May 1, 1925: The Granite Monthly magazine reports approvingly that Concord, Hillsboro, Goffstown, Peterborough and Milford are all planning new high schools.

“If we are to believe what some people say, that the young folks of today are headed nowhere in particular and in a hurry to get there, we are at least glad to know they are to be educated on the way.”

May 1, 1975: Gov. Mel Thomson engages in a shouting match with 100 welfare recipients protesting a 25 percent cut in benefits.

“Does anyone here want a job?” he asks, pointing to a Department of Employment Security van across from the State House. “We want your job and your pay,” they shout back.

May 2, 1977: Two hundred seventy-seven of the 1,414 anti-nuclear demonstrators arrested at Seabrook on April 30 are moved to the armory on Concord Heights.

May 2, 2001: The temperature in Concord hits 91 degrees, the hottest it's been on this date since 1930. Meanwhile, in Laconia, Lake Winnipesaukee's ice-out is finally declared – 10 days shy of the record for the latest ice-out.

May 3, 1967: Concord High School bars the press from covering Alabama Gov. George Wallace's appearance at the school. Referring to a recent incident in which he was prohibited from speaking at Yale University, Wallace says: “I am glad they are barred – and not me – this time.” After the CHS speech, Wallace heads for Dartmouth, where screaming, jeering students force him from the speaker's platform and surround his car after he has left. They pound the car with their fists for 10 minutes amid signs that read “Wallace is a racist.”

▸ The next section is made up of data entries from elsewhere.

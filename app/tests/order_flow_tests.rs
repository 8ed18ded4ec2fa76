// tests/order_flow_tests.rs

mod common;

use chat_orders::errors::AppError;
use chat_orders::models::OrderStatus;
use chat_orders::services::cart_service;
use chat_orders::store::OrderStore;
use chat_orders::tools;
use serde_json::json;
use std::collections::HashSet;
use std::sync::Arc;
use uuid::Uuid;

#[tokio::test(flavor = "multi_thread", worker_threads = 4)]
async fn concurrent_first_mutations_share_one_order() {
  let app = common::build();
  let store: Arc<dyn OrderStore> = app.store.clone();
  let (conversation_id, user_id) = (Uuid::new_v4(), Uuid::new_v4());

  let handles: Vec<_> = (0..16)
    .map(|_| {
      let store = store.clone();
      tokio::spawn(async move { cart_service::get_or_create_order(store.as_ref(), conversation_id, user_id).await })
    })
    .collect();

  let mut ids = HashSet::new();
  for handle in handles {
    ids.insert(handle.await.unwrap().unwrap().id);
  }
  assert_eq!(ids.len(), 1);
  assert_eq!(store.orders_for_user(user_id, None).await.unwrap().len(), 1);
}

#[tokio::test]
async fn conversation_order_is_not_shared_across_users() {
  let app = common::build();
  let conversation_id = Uuid::new_v4();
  cart_service::get_or_create_order(app.store.as_ref(), conversation_id, Uuid::new_v4())
    .await
    .unwrap();

  let res = cart_service::get_or_create_order(app.store.as_ref(), conversation_id, Uuid::new_v4()).await;
  assert!(matches!(res, Err(AppError::Forbidden(_))));
}

#[tokio::test]
async fn non_positive_quantities_are_rejected() {
  let app = common::build();
  let product = app.catalog.find_by_name("Egg Sandwich").await.unwrap();
  let order = cart_service::get_or_create_order(app.store.as_ref(), Uuid::new_v4(), Uuid::new_v4())
    .await
    .unwrap();

  for quantity in [0, -3] {
    let res = cart_service::add_item(app.store.as_ref(), app.catalog.as_ref(), order.id, product.id, quantity, None).await;
    assert!(matches!(res, Err(AppError::Validation(_))), "quantity {} accepted", quantity);
  }
  assert_eq!(app.store.line_count().await, 0);

  let ctx = common::tool_ctx(Uuid::new_v4(), Uuid::new_v4());
  let res = tools::execute(&app.state, &ctx, "addItemToOrder", json!({"productName": "Egg", "quantity": 0})).await;
  assert!(matches!(res, Err(AppError::Validation(_))));
}

#[tokio::test]
async fn repeated_adds_create_separate_lines() {
  let app = common::build();
  let ctx = common::tool_ctx(Uuid::new_v4(), Uuid::new_v4());

  for _ in 0..2 {
    let text = tools::execute(&app.state, &ctx, "addItemToOrder", json!({"productName": "egg sandwich", "quantity": 2}))
      .await
      .unwrap();
    assert_eq!(text, "Added 2 x Egg Sandwich ($9.50 each) to your order.");
  }

  let order = app.store.find_order_by_conversation(ctx.conversation_id).await.unwrap().unwrap();
  let lines = app.store.lines_for_order(order.id).await.unwrap();
  assert_eq!(lines.len(), 2);
  assert_eq!(lines.iter().map(|l| l.quantity).sum::<i32>(), 4);
  assert_eq!(order.status, OrderStatus::Pending);
}

#[tokio::test]
async fn removing_another_users_line_is_forbidden() {
  let app = common::build();
  let owner = Uuid::new_v4();
  let ctx = common::tool_ctx(Uuid::new_v4(), owner);
  tools::execute(&app.state, &ctx, "addItemToOrder", json!({"productName": "Turkey", "quantity": 1}))
    .await
    .unwrap();
  let order = app.store.find_order_by_conversation(ctx.conversation_id).await.unwrap().unwrap();
  let line = app.store.lines_for_order(order.id).await.unwrap().remove(0);

  let res = cart_service::remove_item(app.store.as_ref(), line.id, Uuid::new_v4()).await;
  assert!(matches!(res, Err(AppError::Forbidden(_))));
  assert!(app.store.find_line(line.id).await.unwrap().is_some());

  cart_service::remove_item(app.store.as_ref(), line.id, owner).await.unwrap();
  assert!(app.store.find_line(line.id).await.unwrap().is_none());
}

#[tokio::test]
async fn lines_keep_the_price_they_were_added_at() {
  let app = common::build();
  let ctx = common::tool_ctx(Uuid::new_v4(), Uuid::new_v4());
  let cookie = app.catalog.find_by_name("Chocolate Chip Cookie").await.unwrap();

  tools::execute(&app.state, &ctx, "addItemToOrder", json!({"productName": "cookie", "quantity": 3}))
    .await
    .unwrap();
  assert!(app.catalog.set_price(cookie.id, 500).await);

  let order = cart_service::order_for_conversation(app.store.as_ref(), app.catalog.as_ref(), ctx.conversation_id)
    .await
    .unwrap()
    .unwrap();
  assert_eq!(order.lines[0].line.unit_price_cents, 350);
  assert_eq!(order.total_cents(), 1050);
}

#[tokio::test]
async fn tool_misses_are_reported_as_text() {
  let app = common::build();
  let ctx = common::tool_ctx(Uuid::new_v4(), Uuid::new_v4());

  let text = tools::execute(&app.state, &ctx, "removeItemFromOrder", json!({"productName": "Salmon"}))
    .await
    .unwrap();
  assert_eq!(text, "There are no items in your order yet.");

  let text = tools::execute(&app.state, &ctx, "addItemToOrder", json!({"productName": "Lobster", "quantity": 1}))
    .await
    .unwrap();
  assert_eq!(text, "Sorry, I couldn't find a menu item matching \"Lobster\".");
  assert!(app.store.find_order_by_conversation(ctx.conversation_id).await.unwrap().is_none());

  tools::execute(&app.state, &ctx, "addItemToOrder", json!({"productName": "Salmon", "quantity": 1}))
    .await
    .unwrap();
  let text = tools::execute(&app.state, &ctx, "removeItemFromOrder", json!({"productName": "Burrito"}))
    .await
    .unwrap();
  assert_eq!(text, "I couldn't find \"Burrito\" in your order.");

  let text = tools::execute(&app.state, &ctx, "removeItemFromOrder", json!({"productName": "salmon"}))
    .await
    .unwrap();
  assert_eq!(text, "Removed Salmon Bowl from your order.");
}

#[tokio::test]
async fn submitted_orders_reject_tool_edits_with_text() {
  let app = common::build();
  let ctx = common::tool_ctx(Uuid::new_v4(), Uuid::new_v4());
  tools::execute(&app.state, &ctx, "addItemToOrder", json!({"productName": "Oats", "quantity": 1}))
    .await
    .unwrap();
  let order = app.store.find_order_by_conversation(ctx.conversation_id).await.unwrap().unwrap();
  app.store.set_status(order.id, OrderStatus::Submitted).await.unwrap();

  let text = tools::execute(&app.state, &ctx, "addItemToOrder", json!({"productName": "Oats", "quantity": 1}))
    .await
    .unwrap();
  assert_eq!(text, "Your order has already been submitted and can no longer be changed.");
  assert_eq!(app.store.lines_for_order(order.id).await.unwrap().len(), 1);
}

#[tokio::test]
async fn menu_query_filters_and_formats() {
  let app = common::build();
  let ctx = common::tool_ctx(Uuid::new_v4(), Uuid::new_v4());

  let text = tools::execute(&app.state, &ctx, "menuQuery", json!({"category": "flatbread"})).await.unwrap();
  assert_eq!(
    text,
    "* Chicken Flatbread ($13.00): 1 flatbread — Roast chicken, pesto, mozzarella\n\
     * Margherita Flatbread ($11.50): 1 flatbread — Tomato, basil, fresh mozzarella"
  );

  let text = tools::execute(&app.state, &ctx, "menuQuery", json!({"maxPrice": 7, "category": "soup"})).await.unwrap();
  assert!(text.contains("* Overnight Oats ($6.50): 12 oz"));
  assert!(text.contains("* Chocolate Chip Cookie ($3.50): 2 cookies"));
  assert_eq!(text.lines().count(), 2);

  let text = tools::execute(&app.state, &ctx, "menuQuery", json!({"name": "pizza"})).await.unwrap();
  assert_eq!(text, "No menu items found matching your criteria.");
}

#[tokio::test]
async fn unknown_tools_and_bad_arguments_are_errors() {
  let app = common::build();
  let ctx = common::tool_ctx(Uuid::new_v4(), Uuid::new_v4());

  let res = tools::execute(&app.state, &ctx, "placeOrder", json!({})).await;
  assert!(matches!(res, Err(AppError::NotFound(_))));

  let res = tools::execute(&app.state, &ctx, "addItemToOrder", json!({"productName": "Egg", "quantity": 1, "extra": true})).await;
  assert!(matches!(res, Err(AppError::Validation(_))));

  let res = tools::execute(&app.state, &ctx, "removeItemFromOrder", json!({"productName": "  "})).await;
  assert!(matches!(res, Err(AppError::Validation(_))));
}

May 4, 1943: The Concord police say they have solved hundreds of thefts with the arrest of 16 high school and junior high school boys. For the most part, the crimes involve objects taken from cars and houses. The boys range in age from 13 to 16.

May 5, 1919: New Hampshire House Speaker Charles Tobey informs a federal agent in Concord that he has received a letter from one Sidney Downing of Lincoln protesting the state' new anti-sedition law. Although the agent's investigation will disclose that Downing is a contrary man who always takes the opposite side in political debates, a report filed with the federal government designates Downing a “Bolshevist sympathizer.”

May 5, 1944: An epidemic of German measles in Concord has driven the absentee list at city schools above 100.

May 5, 2000: U.S. Energy Secretary Bill Richardson addresses a gathering of government officials, business owners and alternative energy enthusiasts at New Hampshire Technical Institute in Concord. “We want you to have your cars the size that you want, but to make them more efficient,” he says. His department has set a long-term performance goal of 80 miles per gallon for small cars, he says.

May 6, 1848: Colonel Dudley “Dud” Palmer, a leader of Concord's temperance movement, puts forth a resolution requiring the town's selectmen to enforce the laws against the sale of intoxicating drinks. It passes unanimously.

May 6, 1990: Renowned portrait photographer Lotte Jacobi dies in Concord. A native of Germany who lived in Deering for 30 years, Jacobi photographed Albert Einstein, Thomas Mann, Robert Frost, Marc Chagall, Eleanor Roosevelt and many other giants of the 20th century.

May 6, 2000: Concord Skatepark officially opens behind Everett Arena, and about 100 skaters immediately begin sliding, ramping and jumping to their hearts' content. “A lot of kids go here, so I can learn all the moves,” says Josh Meekins, a middle schooler who plans many returns. “I never could do that before.”

May 6, 2003: An elderly man whom California authorities called the Love Bandit is arrested in Concord after being on the run for four years. Officials says the Richard Garcia, 71, preyed on widows over the age of 65, using his dancing skills to woo his way into their bank accounts. His preferred venues, officials said, were senior dances.

May 7, 1861: The First New Hampshire Volunteer Infantry Regiment, gathered in Concord, completes its organization under Col. Mason Tappan of Bradford. Company I is the Concord company, with 34 members from the capital, including its three officers, Capt. Edward E. Sturtevant, 1st Lt. Henry W. Fuller and 2nd Lt. Enoch W. Goss.